KEBERADAAN Generasi Z atau Gen-Z di Indonesia mencapai 29 persen dari total penduduk. Mereka akan jadi incaran pada Pemilu 2024 mendatang, terutama bagi para Gen-Z yang masuk dalam golongan pemilih pemula dan perdana ikut mencoblos.
Fenomena keberadaan Gen-Z di Indonesia sangatlah penting untuk ditelaah secara mendalam, baik secara kuantitatif maupun kualitatif.
Dalam riset yang dilakukan UMN Consulting dengan melibatkan 802 Gen-Z dari Jabodetabek, dapat disimpulkan tiga poin temuan penting. Pertama, Gen-Z paling mudah diterpa oleh informasi politik di media sosial. Kedua, Gen-Z memiliki pandangan pemimpin ideal harus menjunjung tinggi hak asasi manusia (HAM), melek digital, dan tidak memiliki riwayat korupsi. Ketiga, Gen-Z memberikan red flag terhadap politisi yang kerap memberikan janji manis serta menggunakan jabatan semena-mena.

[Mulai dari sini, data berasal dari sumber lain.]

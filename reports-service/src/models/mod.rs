//! Domain models for reports-service.

mod report;
mod sales;

pub use report::{Link, ReportEntry, ReportItem, ResultPage};
pub use sales::{OrderLine, ProductInfo, SalesDataset, TaxRate};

Baca juga: Akademisi UMN: Gen Z akan Menjadi Pembeda dalam Pemilu 2024
Riset UMN Consulting ini tentu masih memiliki beberapa limitasi. Salah satunya hanya berusaha merekam Gen-Z di wilayah tertentu, dan bukan representasi dari Gen-Z di Indonesia.
Meski demikian, riset UMN Consulting menjadi penting karena bisa memberikan gambaran awal kepada partai politik yang menjadi peserta pemilu mendatang.
Sementara itu, penelitian kualitatif dengan penerapan focus group discussion (FGD) yang pernah saya lakukan menyimpulkan bahwa Gen-Z memiliki keinginan besar untuk terlibat dalam politik di Indonesia. Namun, pemahaman akan politik dirasakan mereka sangat minim.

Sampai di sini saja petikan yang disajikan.